Suppose we want to know if Megyn is justified in her belief that Donald is not a good candidate to be President of the United States. We’ll want to know something about Megyn’s reasons. Has Megyn researced Donald’s preferred economic and foreign policies? Does she know something about his diplomatic skill? Or has she based her belief on his mannerisms and personal appearance? Is her objection merely an instinctive reaction against Donald’s personality or style? It is crucial that we understand Megyn’s reasons.

Or suppose we are debating human cloning. If Roger can explain his opposition to cloning with careful legal, ethical and scientific arguments, we will respect his belief. If he says that cloning just makes him feel “yukky” we will be less impressed with his belief. Once again, it is the reasons for Roger’s belief which are important.

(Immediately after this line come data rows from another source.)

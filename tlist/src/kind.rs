// Copyright 2022 Colin Finck <colin@reactos.org>
// SPDX-License-Identifier: MIT OR Apache-2.0

use core::fmt;
use core::mem;

use alloc::string::String;

use crate::opaque::Opaque;
use crate::private::Sealed;
use crate::value::{OwnedValue, Value};

/// The element kind of a list, chosen when the list is created and never changed afterwards.
#[derive(Clone, Copy, Debug, Eq, Hash, PartialEq)]
pub enum ElementKind {
    /// Addresses of data owned by somebody else (see [`Opaque`]).
    Opaque,
    /// `i32` values.
    Int,
    /// `String` values.
    String,
    /// `f32` values.
    Float,
    /// `f64` values.
    Double,
}

impl ElementKind {
    /// Returns the size in bytes of the representation a node stores for this kind.
    ///
    /// For [`ElementKind::String`], this is the size of the string handle and not of its content.
    pub const fn width(self) -> usize {
        match self {
            Self::Opaque => mem::size_of::<*const ()>(),
            Self::Int => mem::size_of::<i32>(),
            Self::String => mem::size_of::<String>(),
            Self::Float => mem::size_of::<f32>(),
            Self::Double => mem::size_of::<f64>(),
        }
    }

    /// Returns `true` if lists of this kind own their elements.
    ///
    /// Only [`ElementKind::Opaque`] lists don't.
    pub const fn is_owning(self) -> bool {
        !matches!(self, Self::Opaque)
    }
}

impl fmt::Display for ElementKind {
    fn fmt(&self, f: &mut fmt::Formatter<'_>) -> fmt::Result {
        let name = match self {
            Self::Opaque => "opaque",
            Self::Int => "int",
            Self::String => "string",
            Self::Float => "float",
            Self::Double => "double",
        };

        f.write_str(name)
    }
}

/// The storage policy of an element kind.
///
/// It decides how a value is copied into a node, overwritten in place, and rendered.
/// Releasing a value is left to its `Drop` implementation: owned kinds release their storage
/// when a node is torn down, while [`Opaque`] has nothing to release.
///
/// This trait is sealed and implemented for exactly the five supported kinds:
/// [`Opaque<T>`], `i32`, `String`, `f32`, and `f64`.
/// Element types never borrow, hence the `'static` bound.
pub trait Element: Sealed + Sized + fmt::Debug + 'static {
    /// The runtime tag of this kind.
    const KIND: ElementKind;

    /// What a caller hands over to insert or overwrite an element.
    ///
    /// This is `&str` for `String` (the list copies the content) and the value itself for
    /// all other kinds.
    type Input<'a>: Copy
    where
        Self: 'a;

    /// Creates the value stored in a new node.
    fn store(input: Self::Input<'_>) -> Self;

    /// Replaces the stored value in place.
    fn overwrite(&mut self, input: Self::Input<'_>) {
        *self = Self::store(input);
    }

    /// Returns the input that would store a value equal to this one.
    fn input(&self) -> Self::Input<'_>;

    /// Returns a borrowed, kind-tagged view of this value.
    fn view(&self) -> Value<'_>;

    /// Converts this value into a kind-tagged value owned by the caller.
    fn into_owned(self) -> OwnedValue;

    /// Writes the textual rendering used when printing a list.
    fn render(&self, f: &mut fmt::Formatter<'_>) -> fmt::Result;
}

impl Sealed for i32 {}

impl Element for i32 {
    const KIND: ElementKind = ElementKind::Int;
    type Input<'a> = i32;

    fn store(input: i32) -> Self {
        input
    }

    fn input(&self) -> i32 {
        *self
    }

    fn view(&self) -> Value<'_> {
        Value::Int(*self)
    }

    fn into_owned(self) -> OwnedValue {
        OwnedValue::Int(self)
    }

    fn render(&self, f: &mut fmt::Formatter<'_>) -> fmt::Result {
        write!(f, "{}", self)
    }
}

impl Sealed for String {}

impl Element for String {
    const KIND: ElementKind = ElementKind::String;
    type Input<'a> = &'a str;

    fn store(input: &str) -> Self {
        String::from(input)
    }

    fn overwrite(&mut self, input: &str) {
        // Release the old buffer before allocating the new one.
        drop(mem::take(self));
        *self = String::from(input);
    }

    fn input(&self) -> &str {
        self.as_str()
    }

    fn view(&self) -> Value<'_> {
        Value::String(self.as_str())
    }

    fn into_owned(self) -> OwnedValue {
        OwnedValue::String(self)
    }

    fn render(&self, f: &mut fmt::Formatter<'_>) -> fmt::Result {
        write!(f, "\"{}\"", self)
    }
}

impl Sealed for f32 {}

impl Element for f32 {
    const KIND: ElementKind = ElementKind::Float;
    type Input<'a> = f32;

    fn store(input: f32) -> Self {
        input
    }

    fn input(&self) -> f32 {
        *self
    }

    fn view(&self) -> Value<'_> {
        Value::Float(*self)
    }

    fn into_owned(self) -> OwnedValue {
        OwnedValue::Float(self)
    }

    fn render(&self, f: &mut fmt::Formatter<'_>) -> fmt::Result {
        write!(f, "{:.2}", self)
    }
}

impl Sealed for f64 {}

impl Element for f64 {
    const KIND: ElementKind = ElementKind::Double;
    type Input<'a> = f64;

    fn store(input: f64) -> Self {
        input
    }

    fn input(&self) -> f64 {
        *self
    }

    fn view(&self) -> Value<'_> {
        Value::Double(*self)
    }

    fn into_owned(self) -> OwnedValue {
        OwnedValue::Double(self)
    }

    fn render(&self, f: &mut fmt::Formatter<'_>) -> fmt::Result {
        write!(f, "{:.2}", self)
    }
}

impl<T> Sealed for Opaque<T> {}

impl<T: 'static> Element for Opaque<T> {
    const KIND: ElementKind = ElementKind::Opaque;
    type Input<'a> = Opaque<T>;

    fn store(input: Opaque<T>) -> Self {
        input
    }

    fn input(&self) -> Opaque<T> {
        *self
    }

    fn view(&self) -> Value<'_> {
        Value::Opaque(self.erase())
    }

    fn into_owned(self) -> OwnedValue {
        OwnedValue::Opaque(self.erase())
    }

    fn render(&self, f: &mut fmt::Formatter<'_>) -> fmt::Result {
        write!(f, "{:p}", self.as_ptr())
    }
}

To be rational our thoughts must be shaped by reflection and reasoning, by norms appropriate to the subject under consideration.

Rationality demands understanding and reasoning, and that there must be more to each person than their brains and its various outputs and inputs. A computer can translate a sentence from one language to another without understanding a single word of it. A calculator may be reliable, but it is not rational. Furthermore, some sort of responsibility for a proportion of our beliefs seems to be necessary for rationality. A deterministic system doesn’t meet the requirements for rationality.

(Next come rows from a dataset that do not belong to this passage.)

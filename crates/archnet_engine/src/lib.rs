// SPDX-License-Identifier: MIT OR Apache-2.0
//! Completion engine bindings for Archnet.
//!
//! A completion engine is an external collaborator with one capability:
//! given a prompt, return one or more completion texts. Two bindings exist:
//! - [`http::HttpEngine`] — a remote text-completion HTTP API
//! - [`local::LocalEngine`] — a locally spawned, long-lived inference process
//!
//! Both are reached through the [`CompletionEngine`] trait so the command
//! layer stays independent of the binding in use.

pub mod error;
pub mod http;
pub mod local;

pub use error::EngineError;
pub use http::{HttpEngine, HttpEngineConfig};
pub use local::{LocalEngine, LocalEngineConfig};

use async_trait::async_trait;

/// Result type for engine operations.
pub type EngineResult<T> = Result<T, EngineError>;

/// A text-completion collaborator.
#[async_trait]
pub trait CompletionEngine: Send + Sync {
    /// Generate up to `n` completions for `prompt`.
    async fn complete(&self, prompt: &str, n: usize) -> EngineResult<Vec<String>>;

    /// Release any resources held by the engine.
    ///
    /// Long-lived bindings override this to terminate their process; the
    /// default is a no-op.
    async fn shutdown(&self) -> EngineResult<()> {
        Ok(())
    }

    /// Name of this binding, for logs.
    fn name(&self) -> &str;
}
// SPDX-License-Identifier: MIT OR Apache-2.0
//! Canvas document model for Archnet.
//!
//! A canvas is a persisted graph of positioned cards (`nodes`) and directed,
//! anchored connections (`edges`), stored as a UTF-8 JSON document. This
//! crate provides:
//! - The document model and its wire format
//! - The ancestor-chain walk that reconstructs a generation prompt
//! - Layout math for placing newly generated cards
//! - The document store boundary (whole-document read/write)
//!
//! ## Architecture
//!
//! Everything here is deterministic and host-free: I/O happens only behind
//! the [`store::CanvasStore`] trait, so the graph walk and layout math can
//! be tested without any environment.

pub mod ancestry;
pub mod canvas;
pub mod edge;
pub mod error;
pub mod layout;
pub mod node;
pub mod store;

pub use canvas::Canvas;
pub use edge::{Edge, EdgeId, Side};
pub use error::CanvasError;
pub use layout::{LayoutConfig, Point};
pub use node::{Node, NodeContent, NodeId};
pub use store::{CanvasStore, DocumentLocks, FsCanvasStore};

A rational inference is not the output of a chain of non-rational events in a physical system. If the biologist’s beliefs about brains and brain functions are just attributable to biological causes, and not to inference and reasoning, then he has no warrant for those beliefs.  To be rational one subject must be able to form premises, see logical connections, make inferences and draw conclusions. The subject – or self – needs to be able to remember, consider and decide. To make a good inference one subjective awareness must grasp the content of numerous beliefs and see the rational connections between them.

Yet scientific naturalism cannot make room for a substantial self: for naturalism, scientific explanations act as a “universal acid”, driving other explanations from the field. This being the case, there is no room in naturalism’s ontology for an immaterial self who can consider the content of beliefs, draw inferences and act on them. On scientific naturalism, then, it seems that no-one can be a rational agent.